Bis zum Erscheinen der Missionare gehörte es zur Kultur der Marquesaner. sich von Kopf bis Fuß tätowieren zu lassen. Die Missionare verboten das Tätowieren und beraubten die Marquesaner damit eines Großteils ihrer Kultur. Die Bedeutung der einzelnen Muster, die die persönliche Geschichte der jeweiligen Person erzählte, ist überwiegend verloren gegangen.
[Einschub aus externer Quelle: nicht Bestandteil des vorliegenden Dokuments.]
//! Single-owner state container for an interactive siting session.
//!
//! [`Dashboard`] holds the weights, layers, filter, comparison selection and
//! view flags. All mutation goes through [`Dashboard::apply`], which applies
//! one [`DashboardAction`] fully before returning. Derived views such as
//! scored sites are recomputed on every read.

use rand::Rng;
use thiserror::Error;

use crate::{
    ComparisonSet, Criterion, FilterCriteria, HeatmapPoint, HeatmapSettings, LayerError,
    LayerState, ScoredSite, SiteAttributes, ToggleOutcome, WeightConfig, WeightError,
    WeightUpdate, filter_and_rank, synthesize_heatmap,
};

/// A discrete change requested by the caller.
#[derive(Debug, Clone, PartialEq)]
pub enum DashboardAction {
    /// Set one criterion weight.
    SetWeight {
        /// Criterion to change.
        criterion: Criterion,
        /// New weight.
        value: f64,
    },
    /// Replace every weight at once.
    ReplaceWeights(WeightConfig),
    /// Merge a partial weight record.
    UpdateWeights(WeightUpdate),
    /// Flip a layer's visibility.
    ToggleLayer {
        /// Layer id.
        id: String,
    },
    /// Set a layer's opacity, clamped into `0.0..=1.0`.
    SetLayerOpacity {
        /// Layer id.
        id: String,
        /// Requested opacity.
        opacity: f64,
    },
    /// Select a site, or clear the selection with `None`.
    SelectSite(Option<String>),
    /// Switch between marker and heatmap rendering.
    ToggleHeatmapMode,
    /// Replace the active filter.
    SetFilter(FilterCriteria),
    /// Add or remove a site from the comparison set.
    ToggleComparison {
        /// Site id.
        id: String,
    },
    /// Empty the comparison set.
    ClearComparison,
}

/// What an applied action reports back.
#[derive(Debug, Clone, Copy, PartialEq)]
pub enum ActionOutcome {
    /// The action completed with nothing further to report.
    Applied,
    /// A layer's visibility after toggling.
    LayerVisibility(bool),
    /// A layer's opacity after clamping.
    LayerOpacity(f64),
    /// Heatmap mode after toggling.
    HeatmapMode(bool),
    /// Result of a comparison toggle.
    Comparison(ToggleOutcome),
}

/// Errors returned by [`Dashboard::apply`].
#[derive(Debug, Clone, PartialEq, Error)]
pub enum DashboardError {
    /// A weight change was rejected.
    #[error(transparent)]
    Weight(#[from] WeightError),
    /// A layer change referenced an unknown layer.
    #[error(transparent)]
    Layer(#[from] LayerError),
}

/// Session state with reducer-style mutation.
///
/// # Examples
/// ```
/// use siting_core::{ActionOutcome, Dashboard, DashboardAction};
///
/// # fn main() -> Result<(), siting_core::DashboardError> {
/// let mut dashboard = Dashboard::default();
/// let outcome = dashboard.apply(DashboardAction::ToggleLayer { id: "landuse".into() })?;
/// assert_eq!(outcome, ActionOutcome::LayerVisibility(true));
/// assert_eq!(dashboard.layers().list_visible().len(), 6);
/// # Ok(())
/// # }
/// ```
#[derive(Debug, Clone, Default, PartialEq)]
pub struct Dashboard {
    weights: WeightConfig,
    layers: LayerState,
    filter: FilterCriteria,
    comparison: ComparisonSet,
    selected_site: Option<String>,
    heatmap_mode: bool,
    heatmap_settings: HeatmapSettings,
}

impl Dashboard {
    /// Start from explicit weights and layers.
    #[must_use]
    pub fn new(weights: WeightConfig, layers: LayerState) -> Self {
        Self {
            weights,
            layers,
            ..Self::default()
        }
    }

    /// Override heatmap density while returning `self` for chaining.
    #[must_use]
    pub fn with_heatmap_settings(mut self, settings: HeatmapSettings) -> Self {
        self.heatmap_settings = settings;
        self
    }

    /// Apply one action.
    ///
    /// # Errors
    /// Returns [`DashboardError`] when the action is rejected; the dashboard is
    /// left exactly as it was.
    pub fn apply(&mut self, action: DashboardAction) -> Result<ActionOutcome, DashboardError> {
        log::debug!("applying {action:?}");
        let outcome = match action {
            DashboardAction::SetWeight { criterion, value } => {
                self.weights.set_weight(criterion, value)?;
                ActionOutcome::Applied
            }
            DashboardAction::ReplaceWeights(config) => {
                self.weights.replace_all(config)?;
                ActionOutcome::Applied
            }
            DashboardAction::UpdateWeights(update) => {
                self.weights.update(&update)?;
                ActionOutcome::Applied
            }
            DashboardAction::ToggleLayer { id } => {
                ActionOutcome::LayerVisibility(self.layers.toggle_visibility(&id)?)
            }
            DashboardAction::SetLayerOpacity { id, opacity } => {
                ActionOutcome::LayerOpacity(self.layers.set_opacity(&id, opacity)?)
            }
            DashboardAction::SelectSite(id) => {
                self.selected_site = id;
                ActionOutcome::Applied
            }
            DashboardAction::ToggleHeatmapMode => {
                self.heatmap_mode = !self.heatmap_mode;
                ActionOutcome::HeatmapMode(self.heatmap_mode)
            }
            DashboardAction::SetFilter(criteria) => {
                self.filter = criteria;
                ActionOutcome::Applied
            }
            DashboardAction::ToggleComparison { id } => {
                ActionOutcome::Comparison(self.comparison.toggle(&id))
            }
            DashboardAction::ClearComparison => {
                self.comparison.clear();
                ActionOutcome::Applied
            }
        };
        Ok(outcome)
    }

    /// Current weights.
    #[must_use]
    pub const fn weights(&self) -> &WeightConfig {
        &self.weights
    }

    /// Current layers.
    #[must_use]
    pub const fn layers(&self) -> &LayerState {
        &self.layers
    }

    /// Current filter.
    #[must_use]
    pub const fn filter(&self) -> &FilterCriteria {
        &self.filter
    }

    /// Current comparison selection.
    #[must_use]
    pub const fn comparison(&self) -> &ComparisonSet {
        &self.comparison
    }

    /// Currently selected site id.
    #[must_use]
    pub fn selected_site(&self) -> Option<&str> {
        self.selected_site.as_deref()
    }

    /// Report whether heatmap rendering is active.
    #[must_use]
    pub const fn is_heatmap_mode(&self) -> bool {
        self.heatmap_mode
    }

    /// Heatmap density used by [`Dashboard::heatmap`].
    #[must_use]
    pub const fn heatmap_settings(&self) -> HeatmapSettings {
        self.heatmap_settings
    }

    /// Sites passing the current filter, scored under the current weights.
    #[must_use]
    pub fn scored_sites<'a>(&self, sites: &'a [SiteAttributes]) -> Vec<ScoredSite<'a>> {
        filter_and_rank(sites, &self.filter, &self.weights)
    }

    /// Heatmap points for the filtered sites; empty unless heatmap mode is on.
    #[must_use]
    pub fn heatmap<R>(&self, sites: &[SiteAttributes], rng: &mut R) -> Vec<HeatmapPoint>
    where
        R: Rng + ?Sized,
    {
        if !self.heatmap_mode {
            return Vec::new();
        }
        let settings = self.heatmap_settings;
        synthesize_heatmap(
            &self.scored_sites(sites),
            settings.points_per_site,
            settings.spread,
            rng,
        )
    }
}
U.a. hat sich der deutsche Ethnologe Karl von den Steinen in den 1920er Jahren mit den Tätowierungen befasst und so dazu beigetragen, dass wenigstens der Sinn vereinzelter Symbole überliefert werden konnte. So ließ sich unter anderem ablesen, wie viele Ehefrauen ein Mann hatte, oder aber auch, wie viele Ehemänner eine Frau hatte.

 

Kartographie von Tätowierungen – links im Bild ein Werkzeug zum Einschlagen von Schädeln

 

Heute ist die Tradition der Tätowierung wieder allgegenwärtig. Häufig sind komplett tätowierte Arme und Beine und gelegentlich auch tätowierte Gesichter zu sehen. Die mit solch großflächigen Tätowierungen oftmals verbundene kriegerische Wirkung ist bei den Bewohnern Nuku Hivas glücklicherweise nicht zu spüren. Die Menschen sind freundlich und auch die Landschaft erscheint friedlich und in sattem Grün.

 

Landschaft Nuku Hivas

 

Vereinzelt sind Tikis, die Götterfiguren, zu finden. Die gut erhaltenen Originale stehen allerdings weltweit verstreut in Museen, unter anderem in Berlin. Die Tikis, die wir sehen, sind überwiegend während eines Kunstfestivals entstanden.

 

Tikis

 

Natürlich gehört zu einem solchen Ausflug auch ein Restaurantbesuch. Wir kehren in dem kleinen Dorf Hatiheu ein und entscheiden uns für eine Spezialität Nuku Hivas: Ziege in Kokosmilch. Sehr lecker, zart und saftig. Doch trotz all des guten Geschmacks ist die riesige Portion nicht zu bewältigen. Unser Guide Richard weiß hier Abhilfe. Auf der rückwärtigen Seite des Restaurants fließt ein kleiner, vom Regenwasser braun gefärbter Fluss in dem Aale leben sollen. Diese will er mit den Essensresten hervorlocken. Zuerst sehen wir nichts anderes als braunes Wasser, aber mit dem ersten Happen, der ins Wasser fällt, wird das Wasser lebendig. Von Restaurantabfällen wohlgenährte Aale kämpfen um die Reste unseres Mittagessens.

 

Aale, Aale, Aale

 

Neben den Opferstätten sehen wir auch restaurierte Plateaus alter Siedlungen. Die Häuser hatten mehrere Ebenen und die Dächer waren so konstruiert, das eine Seite als Wand diente.

 

Rekonstruktion eines Wohnhauses

 

Nuku Hiva bemüht sich sehr, touristisch attraktive Plätze zu schaffen. Trotzdem kommen jährlich nur 10.000 Touristen auf die Marquesas. Hierin eingeschlossen sind auch die Kreuzfahrtschiffe und die Segler. Ein blühendes Geschäft ist mit so kleinen Besucherzahlen nicht zu machen. Viele Arbeitsplätze schafft der Tourismus nicht und auch sonst gibt es nicht viele Alternativen. Wer kann, arbeitet im öffentlichen Dienst z. B. als Gefängniswärter im kleinsten Gefängnis Frankreichs; z.Zt. 3 Insassen. Doch für viele junge Leute heißt es Abschied nehmen von ihrer Heimat um sich eine eigene Existenz aufzubauen.

 

Auch wir nehmen Abschied von Nuku Hiva. Nach einem Zwischenstopp auf Ua Pou geht es weiter zu den südwestlichen Tuamotus, einer Kette von Koralleninseln.